A confraternity empowered to aggregate or affiliate other confraternities of the same nature, and to impart to them its indulgences and privileges. The preliminary requisite, the conditions governing aggregation, the ordinary method of conducting the process, and a list of the principal archconfraternities comprehend the information necessary to a proper understanding of the general subject.
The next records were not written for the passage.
// This Source Code Form is subject to the terms of the Mozilla Public
// License, v. 2.0. If a copy of the MPL was not distributed with this
// file, You can obtain one at https://mozilla.org/MPL/2.0/.
//
// Copyright (c) 2025 Pegasus Heavy Industries, LLC

//! Process globals and `require`
//!
//! Every file loaded through `require` is evaluated in a fresh realm of the
//! same engine context, shaped like the top-level module scope. The module
//! object is cached before its source runs, so a cycle sees the partially
//! populated `exports` of the module that started it.

use boa_engine::{
    Context, JsNativeError, JsObject, JsResult, JsString, JsValue, Source, js_string,
};
use spacey_resolve::{BuiltinSet, Resolved};
use std::path::{Path, PathBuf};
use tracing::{debug, warn};

use super::{
    Shim, js_error, native, optional_string_arg, queue_read, set, set_immediate,
    shape_module_realm, string_arg,
};
use crate::host::platform;
use crate::pending::ReadEncoding;

/// Called with `(readFileSync, readFile, existsSync)`
const FS_SHIM: &str = r#"(function (readFileSync, readFile, existsSync) {
  function toBytes(binary) {
    var bytes = new Uint8Array(binary.length);
    for (var i = 0; i < binary.length; i++) bytes[i] = binary.charCodeAt(i);
    return bytes;
  }
  function encodingOf(options) {
    return typeof options === 'string' ? options : options && options.encoding;
  }
  function decode(data, encoding) {
    return encoding ? data : toBytes(data);
  }

  return {
    readFileSync: function (file, options) {
      var encoding = encodingOf(options);
      return decode(readFileSync(String(file), encoding), encoding);
    },
    readFile: function (file, options, callback) {
      if (typeof options === 'function') {
        callback = options;
        options = undefined;
      }
      var encoding = encodingOf(options);
      readFile(String(file), encoding).then(function (data) {
        callback(null, decode(data, encoding));
      }, callback);
    },
    existsSync: function (file) {
      return existsSync(String(file));
    },
    promises: {
      readFile: function (file, options) {
        var encoding = encodingOf(options);
        return readFile(String(file), encoding).then(function (data) {
          return decode(data, encoding);
        });
      }
    }
  };
})"#;

/// Install `module`, `exports`, `require`, `process` and friends on the
/// current realm's global object and return the `module` object
pub(super) fn install(context: &mut Context, shim: &Shim) -> JsResult<JsObject> {
    let global = context.global_object();
    let filename = JsString::from(&*shim.file_path.to_string_lossy());
    let dirname = JsString::from(&*shim.dir().to_string_lossy());

    let require = native(context, "require", 1, shim.clone(), require);
    let resolve = native(context, "resolve", 1, shim.clone(), require_resolve);
    set(&require, "resolve", resolve, context)?;

    let exports = JsObject::with_object_proto(context.intrinsics());
    let module = JsObject::with_object_proto(context.intrinsics());
    set(&module, "exports", exports.clone(), context)?;
    set(&module, "require", require.clone(), context)?;
    set(&module, "id", filename.clone(), context)?;
    set(&module, "filename", filename.clone(), context)?;

    let process = process_object(context, shim)?;
    let set_immediate = native(context, "setImmediate", 1, shim.clone(), set_immediate);

    set(&global, "module", module.clone(), context)?;
    set(&global, "exports", exports, context)?;
    set(&global, "require", require, context)?;
    set(&global, "__filename", filename, context)?;
    set(&global, "__dirname", dirname, context)?;
    set(&global, "process", process, context)?;
    set(&global, "setImmediate", set_immediate, context)?;
    Ok(module)
}

fn process_object(context: &mut Context, shim: &Shim) -> JsResult<JsObject> {
    let process = JsObject::with_object_proto(context.intrinsics());
    let env = JsObject::with_object_proto(context.intrinsics());
    let argv = JsValue::from_json(
        &serde_json::json!(["spacey", shim.file_path.to_string_lossy()]),
        context,
    )?;
    let cwd = native(context, "cwd", 0, shim.clone(), cwd);
    let next_tick = native(context, "nextTick", 1, shim.clone(), set_immediate);

    set(&process, "env", env, context)?;
    set(&process, "argv", argv, context)?;
    set(&process, "platform", js_string!(platform()), context)?;
    set(&process, "browser", false, context)?;
    set(&process, "cwd", cwd, context)?;
    set(&process, "nextTick", next_tick, context)?;
    Ok(process)
}

fn cwd(_this: &JsValue, _args: &[JsValue], shim: &Shim, _context: &mut Context) -> JsResult<JsValue> {
    Ok(JsString::from(&*shim.dir().to_string_lossy()).into())
}

fn require(_this: &JsValue, args: &[JsValue], shim: &Shim, context: &mut Context) -> JsResult<JsValue> {
    let specifier = string_arg(args, 0, context)?;
    let resolved = shim
        .state
        .resolver
        .resolve(&specifier, &shim.file_path)
        .map_err(|err| js_error(err.to_string()))?;

    match &resolved.resolved {
        Resolved::Builtin(name) => load_builtin(BuiltinSet::canonical_name(name), shim, context),
        Resolved::File(path) => load_module(path, shim, context),
    }
}

fn require_resolve(_this: &JsValue, args: &[JsValue], shim: &Shim, context: &mut Context) -> JsResult<JsValue> {
    let specifier = string_arg(args, 0, context)?;
    let resolved = shim
        .state
        .resolver
        .resolve(&specifier, &shim.file_path)
        .map_err(|err| js_error(err.to_string()))?;

    Ok(match &resolved.resolved {
        Resolved::Builtin(name) => JsString::from(name.as_str()).into(),
        Resolved::File(path) => JsString::from(&*path.to_string_lossy()).into(),
    })
}

fn load_builtin(name: &str, shim: &Shim, context: &mut Context) -> JsResult<JsValue> {
    match name {
        "fs" => return fs_module(shim, context),
        "fs/promises" => {
            return fs_module(shim, context)?
                .to_object(context)?
                .get(js_string!("promises"), context);
        }
        _ => {}
    }

    let cached = shim.state.host_cache.borrow().get(name).cloned();
    if let Some(module) = cached {
        return Ok(module);
    }

    let Some(factory) = shim.state.host_modules.get(name) else {
        warn!(name, from = %shim.file_path.display(), "unsupported builtin module");
        return Err(js_error(format!("Cannot find module '{name}'")));
    };
    let module = factory(context)?;
    shim.state
        .host_cache
        .borrow_mut()
        .insert(name.to_string(), module.clone());
    Ok(module)
}

fn load_module(path: &Path, shim: &Shim, context: &mut Context) -> JsResult<JsValue> {
    let state = &shim.state;
    let cached = state.modules.borrow().get(path).cloned();
    if let Some(module) = cached {
        return module.get(js_string!("exports"), context);
    }

    let depth = state.depth.get();
    if depth >= state.max_require_depth {
        return Err(JsNativeError::range()
            .with_message(format!(
                "Maximum require depth of {} exceeded loading '{}'",
                state.max_require_depth,
                path.display()
            ))
            .into());
    }

    let source = state
        .fs
        .read_to_string_sync(path)
        .map_err(|err| js_error(format!("Cannot read module '{}': {err}", path.display())))?;

    if path.extension().is_some_and(|ext| ext == "json") {
        let json: serde_json::Value = serde_json::from_str(&source).map_err(|err| {
            JsNativeError::syntax().with_message(format!("{}: {err}", path.display()))
        })?;
        let exports = JsValue::from_json(&json, context)?;
        let module = JsObject::with_object_proto(context.intrinsics());
        set(&module, "exports", exports.clone(), context)?;
        state.modules.borrow_mut().insert(path.to_path_buf(), module);
        return Ok(exports);
    }

    debug!(path = %path.display(), depth, "building module context");
    let realm = context.create_realm()?;
    let previous = context.enter_realm(realm);
    state.depth.set(depth + 1);

    let result = evaluate_module(path, &source, shim, context);

    state.depth.set(depth);
    context.enter_realm(previous);
    if result.is_err() {
        state.modules.borrow_mut().remove(path);
    }
    result
}

fn evaluate_module(path: &Path, source: &str, shim: &Shim, context: &mut Context) -> JsResult<JsValue> {
    let child = Shim::new(shim.state.clone(), path);
    let module = shape_module_realm(context, &child)?;
    shim.state
        .modules
        .borrow_mut()
        .insert(path.to_path_buf(), module.clone());

    // Same line, so reported line numbers match the file
    let code = format!("\"use strict\";{source}");
    context.eval(Source::from_bytes(code.as_bytes()).with_path(path))?;
    module.get(js_string!("exports"), context)
}

fn fs_module(shim: &Shim, context: &mut Context) -> JsResult<JsValue> {
    let read_sync = native(context, "readFileSync", 2, shim.clone(), fs_read_sync);
    let read = native(context, "readFile", 2, shim.clone(), fs_read);
    let exists = native(context, "existsSync", 1, shim.clone(), fs_exists);

    let factory = context
        .eval(Source::from_bytes(FS_SHIM))?
        .to_object(context)?;
    factory.call(
        &JsValue::undefined(),
        &[read_sync.into(), read.into(), exists.into()],
        context,
    )
}

/// Absolute paths are used as-is; relative ones start at the module's directory
fn fs_path(shim: &Shim, file: &str) -> PathBuf {
    spacey_resolve::path::normalize_path(&shim.dir().join(file))
}

fn fs_read_sync(_this: &JsValue, args: &[JsValue], shim: &Shim, context: &mut Context) -> JsResult<JsValue> {
    let path = fs_path(shim, &string_arg(args, 0, context)?);
    let encoding = ReadEncoding::from_name(optional_string_arg(args, 1, context)?.as_deref());
    let bytes = shim
        .state
        .fs
        .read_file_sync(&path)
        .map_err(|err| open_error(&err, &path))?;
    Ok(JsString::from(encoding.decode(&bytes)).into())
}

fn open_error(err: &std::io::Error, path: &Path) -> boa_engine::JsError {
    if err.kind() == std::io::ErrorKind::NotFound {
        js_error(format!(
            "ENOENT: no such file or directory, open '{}'",
            path.display()
        ))
    } else {
        js_error(format!("{err}, open '{}'", path.display()))
    }
}

fn fs_read(_this: &JsValue, args: &[JsValue], shim: &Shim, context: &mut Context) -> JsResult<JsValue> {
    let path = fs_path(shim, &string_arg(args, 0, context)?);
    let encoding = ReadEncoding::from_name(optional_string_arg(args, 1, context)?.as_deref());
    Ok(queue_read(path, encoding, shim, context))
}

fn fs_exists(_this: &JsValue, args: &[JsValue], shim: &Shim, context: &mut Context) -> JsResult<JsValue> {
    let path = fs_path(shim, &string_arg(args, 0, context)?);
    Ok(shim.state.fs.stat_sync(&path).is_ok().into())
}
A preliminary requisite to gain the indulgences is the canonical erection of the confraternity to be aggregated. Canonical erection is the approval of the proper ecclesiastical authority which gives the organization a legal existence. Archconfraternities do not erect confraternities; they merely aggregate them. It ordinarily belongs to the bishop of the diocese to erect confraternities. In the case, however, of many confraternities and archconfraternities the power of erection is vested in the heads of certain religious orders. Sometimes, especially in missionary countries or under abnormal conditions, the privileges of these heads of orders are imparted to bishops. Such extraordinary powers have been considerably restricted within recent years. The vicar-general may not erect confraternities unless he has been expressly delegated for the purpose by his bishop. For the aggregation itself the following are the principal regulations to be observed under penalty of forfeiting the indulgences. Aggregation, or affiliation, as it is also called, may be made by those only who have received from the Holy See express powers for that purpose. They must make use of a prescribed formula. In the same church only one confraternity of the same name and purpose may be aggregated. The consent of the bishop must be given in writing. But in the case of religious orders aggregating their own confraternities in their own churches, the consent of the bishop given for the erection of the house or church of the order is sufficient. The bishop must approve, but may modify the practices and regulations of the confraternity to be aggregated, except those to which the indulgences have been expressly attached. Only those indulgences are imparted by aggregation which have been conceded with that provision. Such indulgences must be enumerated in detail, as is usually done in the prescribed formula of aggregation; no tax may be imposed for aggregation, not even for diplomas, except the expenses requisite for paper and postage. For modifications of these regulations, the laws of the various archconfraternities should be consulted.
Only the general process of conducting the aggregation is given. If it pertains to the bishop to erect the confraternity, then the pastor of a church or the superior of a religious house petitions him for canonical erection, giving the kind of confraternity desired, its title, its patron saint, the church and locality where it is to be erected, its directors, and any deviations from the ordinary rules of the confraternity in question, and asking the consent of the bishop for aggregation to the archconfraternity. If the erection pertains to the head of a religious order, then the bishop's consent to the aggregation is required. In all cases the information just detailed must be sent to the bishop and to the head of the order to insure the validity of the process. Formulæ embodying such essential information may be obtained usually from the authorities in charge of a confraternity. Some of the more widely known the archconfraternities are those of the Holy Name, the Blessed Sacrament, the Sacred Heart of Jesus, the Precious Blood, the Holy Face, the Holy Rosary, Our Lady of Perpetual Help , Sodality of the Blessed Heart of Mary for the Conversion of Sinners, the Cord of St. Francis, Christian Doctrine, Bona Mors, Christian Mothers.